Но как возможна любовь к человеку, если реальные - экономические, политические и другие - отношения между индивидами основаны на вражде и ненависти ? Верный своему моралистическому настрою, Сенека отступает от интеллектуализма стоической этики и говорит об ощущении добра, которое сохраняется даже у крайне порочных индивидов, о чувстве совести как недремлющем и самом строгом судье человеческой личности; он придает огромное значение воле к добру, полагая, что "желание стать добродетельным - полпути к добродетели" (65, 62). Выходит, что мораль - это не только внутреннее отношение к реальности в целом, но и некий кусок самой реальности, особое, к тому же самое сокровенное, свойство человеческой природы. Отсюда делается вывод о необходимости укреплять и развивать это свойство, противопоставлять его силу силе других - житейских, прагматических - мотивов, о необходимости нравственного самосовершенствования личности. Человек может и должен укреплять себя в добродетели, развивать свои нравственные возможности, и сделать это он может только сам, обращаясь к самому себе, укрепляя свое нравственное чувство и сознавая тщетность, пустоту, никчемность всех земных пристрастий.
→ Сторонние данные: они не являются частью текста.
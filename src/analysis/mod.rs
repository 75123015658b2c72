//! Program representation and analyses the pass scheduler runs on.
//!
//! # Architecture
//!
//! The analysis module is organized into focused sub-modules:
//!
//! - [`graph`] - The operation/value graph of one function and its builder
//! - [`consume`] - Bit-precision liveness over that graph
//!
//! # Usage
//!
//! ```rust
//! use pcodeflow::analysis::{ConsumeAnalysis, FunctionBuilder};
//! use pcodeflow::SchedulerConfig;
//!
//! let func = FunctionBuilder::new("f", 0x1000).build_with(|f| {
//!     let x = f.register(4, 0);
//!     f.block(0, |b| {
//!         let unused = b.copy(x);
//!         let _ = unused;
//!         b.ret(x);
//!     });
//! });
//!
//! let masks = ConsumeAnalysis::new(&func, &SchedulerConfig::default(), 1).run()?;
//! assert!(masks.pushes() > 0);
//! # Ok::<(), pcodeflow::Error>(())
//! ```

pub mod consume;
pub mod graph;

// Re-export primary types at module level
pub use consume::{ConsumeAnalysis, ConsumeMasks};
pub use graph::{
    BlockContext, BlockId, CallSpec, Function, FunctionBuilder, FunctionContext, OpCode, OpFlags,
    OpId, Operation, ReturnPrototype, Space, SpaceSet, Value, ValueFlags, ValueId,
};
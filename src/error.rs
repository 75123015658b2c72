use thiserror::Error;

macro_rules! graph_error {
    // Single string version
    ($msg:expr) => {
        crate::Error::GraphConsistency {
            message: $msg.to_string(),
            file: file!(),
            line: line!(),
        }
    };

    // Format string with arguments version
    ($fmt:expr, $($arg:tt)*) => {
        crate::Error::GraphConsistency {
            message: format!($fmt, $($arg)*),
            file: file!(),
            line: line!(),
        }
    };
}

/// The generic Error type, which provides coverage for all errors this library can potentially
/// return.
///
/// Every error in this crate is fatal for the unit of work it occurs in. Nothing is
/// "expected and retried": configuration errors surface immediately at the registry call
/// site, while scheduling and graph errors abort the current function only.
///
/// # Error Categories
///
/// ## Configuration Errors
/// - [`Error::UnknownGroupList`] - A pipeline was requested for a group list that does not exist
/// - [`Error::UnknownPipeline`] - A derivation referenced an undefined base pipeline
/// - [`Error::DuplicateUnit`] - Two transformation units share a name in one catalog
/// - [`Error::ActivePipelineLocked`] - The active root's group list, or a base's, was edited without re-deriving
/// - [`Error::EmptyPipeline`] - A group list filters away every unit of the catalog
///
/// ## Scheduling Invariant Violations
/// - [`Error::IterationLimit`] - A repeating unit never reached its fixpoint
/// - [`Error::NonMonotone`] - A transfer function shrank a consume mask
/// - [`Error::Cancelled`] - The host driver cancelled the run between two units
///
/// ## Graph Consistency Errors
/// - [`Error::GraphConsistency`] - The operation graph violates one of its structural invariants
///
/// # Examples
///
/// ```rust,no_run
/// use pcodeflow::{Error, PassRegistry, SchedulerConfig};
///
/// let mut registry = PassRegistry::standard(SchedulerConfig::default())?;
/// match registry.derive("no-such-pipeline") {
///     Ok(_) => println!("derived"),
///     Err(Error::UnknownGroupList(name)) => eprintln!("no group list named {name}"),
///     Err(e) => eprintln!("Other error: {e}"),
/// }
/// # Ok::<(), pcodeflow::Error>(())
/// ```
#[derive(Error, Debug)]
pub enum Error {
    // Configuration errors
    /// A named group list was referenced but never registered.
    ///
    /// Deriving a pipeline from an undefined group list would produce an empty
    /// pipeline and silently stop all processing, so it is rejected instead.
    #[error("Group list does not exist - {0}")]
    UnknownGroupList(String),

    /// A derivation referenced a base pipeline which is neither the universal
    /// catalog nor a previously derived pipeline.
    #[error("Pipeline does not exist - {0}")]
    UnknownPipeline(String),

    /// Two transformation units in the same catalog were registered under one name.
    ///
    /// Unit names are how the registry finds, derives and caches units, so they
    /// must be unique.
    #[error("Duplicate transformation unit - {0}")]
    DuplicateUnit(String),

    /// The group list backing the active root pipeline was replaced while the
    /// pipeline was instantiated.
    ///
    /// Use [`crate::PassRegistry::replace_group_list`] or
    /// [`crate::PassRegistry::toggle_group`] to edit and re-derive explicitly.
    #[error("Group list {0} backs the active pipeline and must be re-derived explicitly")]
    ActivePipelineLocked(String),

    /// Filtering the catalog by a group list removed every unit, including the root.
    #[error("Pipeline {0} contains no transformation units")]
    EmptyPipeline(String),

    // Scheduling invariant violations
    /// A repeating unit exceeded its iteration bound.
    ///
    /// This signals a non-terminating rule (two rewrites undoing each other, or a
    /// rule reporting a change it did not make).
    #[error("Unit {unit} did not reach a fixpoint within {limit} iterations")]
    IterationLimit {
        /// The name of the unit whose bound was exceeded
        unit: String,
        /// The bound that was exceeded
        limit: usize,
    },

    /// The consumed-bit mask at an operation's output shrank between two visits.
    ///
    /// Consume masks may only gain bits while the worklist runs; a shrinking
    /// output mask means a transfer function is not monotone.
    #[error("Consume mask of {value} shrank while propagating through {op}")]
    NonMonotone {
        /// Description of the operation whose output was re-propagated
        op: String,
        /// Description of the value whose mask shrank
        value: String,
    },

    /// Processing was cancelled by the host driver between two unit invocations.
    #[error("Cancelled before unit {unit}")]
    Cancelled {
        /// The unit that was about to run
        unit: String,
    },

    // Graph consistency errors
    /// The operation graph is structurally inconsistent.
    ///
    /// Raised when an operation references a destroyed value, a call has no
    /// target input, or a write-once value has two definitions. The error
    /// includes the source location where the violation was detected.
    ///
    /// # Fields
    ///
    /// * `message` - Detailed description of the violated invariant
    /// * `file` - Source file where the error was detected
    /// * `line` - Source line where the error was detected
    #[error("Graph consistency - {file}:{line}: {message}")]
    GraphConsistency {
        /// The message to be printed for the GraphConsistency error
        message: String,
        /// The source file in which this error occured
        file: &'static str,
        /// The source line in which this error occured
        line: u32,
    },

    /// Processing of one function failed.
    ///
    /// Wraps any fatal error with the function being processed and the
    /// innermost transformation unit that was running, which is the diagnostic
    /// reported to users. Other functions in the same batch are unaffected.
    #[error("Function {function} failed in {unit}: {source}")]
    FunctionFailed {
        /// Name of the function being processed
        function: String,
        /// Name of the innermost unit that was running
        unit: String,
        /// The underlying error
        #[source]
        source: Box<Error>,
    },
}

impl Error {
    /// Returns `true` if this error is a registry configuration error.
    #[must_use]
    pub fn is_configuration(&self) -> bool {
        matches!(
            self,
            Self::UnknownGroupList(_)
                | Self::UnknownPipeline(_)
                | Self::DuplicateUnit(_)
                | Self::ActivePipelineLocked(_)
                | Self::EmptyPipeline(_)
        )
    }

    /// Returns the underlying error, looking through [`Error::FunctionFailed`].
    #[must_use]
    pub fn root_cause(&self) -> &Error {
        match self {
            Self::FunctionFailed { source, .. } => source.root_cause(),
            other => other,
        }
    }
}

#[cfg(test)]
mod tests {
    use super::*;

    #[test]
    fn test_graph_error_macro_captures_location() {
        let err = graph_error!("op {} reads destroyed value", 3);
        match err {
            Error::GraphConsistency {
                message, file, line,
            } => {
                assert_eq!(message, "op 3 reads destroyed value");
                assert!(file.ends_with("error.rs"));
                assert!(line > 0);
            }
            other => panic!("unexpected error {other:?}"),
        }
    }

    #[test]
    fn test_root_cause_unwraps_function_failure() {
        let err = Error::FunctionFailed {
            function: "main".to_string(),
            unit: "deadcode".to_string(),
            source: Box::new(Error::IterationLimit {
                unit: "mainloop".to_string(),
                limit: 4,
            }),
        };
        assert!(matches!(
            err.root_cause(),
            Error::IterationLimit { limit: 4, .. }
        ));
        assert!(err.to_string().contains("main"));
        assert!(err.to_string().contains("deadcode"));
    }

    #[test]
    fn test_configuration_classification() {
        assert!(Error::UnknownGroupList("x".into()).is_configuration());
        assert!(Error::EmptyPipeline("x".into()).is_configuration());
        assert!(!Error::Cancelled { unit: "x".into() }.is_configuration());
    }
}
Как достигнуть высшего блага, задается вопросом Сенека. И отвечает: "Не через Ленинский или Греческий хребет, не через пустыни Кандавии; не нужно будет объезжать ни Сирты, ни Сциллу с Харибдой, - хоть все это ты и проделал ради жалкой прокураторской должности... Не деньги сделают тебя равным богу: у бога ничего нет; не сделает и претекста: бог наг; не сделает ни молва, ни уменье показать себя, ни имя, известное всему народу: бог никому не ведом, многие думают о нем дурно - и безнаказанно; не сделает толпа рабов, таскающих твои носилки по всем дорогам в городе и на чужбине: величайший и могущественнейший бог сам всем движет. Не сделает тебя блаженным ни сила, ни красота: и то и другое уступает старости. Нужно искать нечто такое, что не подпадает день ото дня все больше под власть, не знающую препятствий. Что же это? Душа, но душа непреклонная, благородная, высокая. Можно ли назвать ее иначе как богом, нашедшим приют в теле человека?" (65, 59).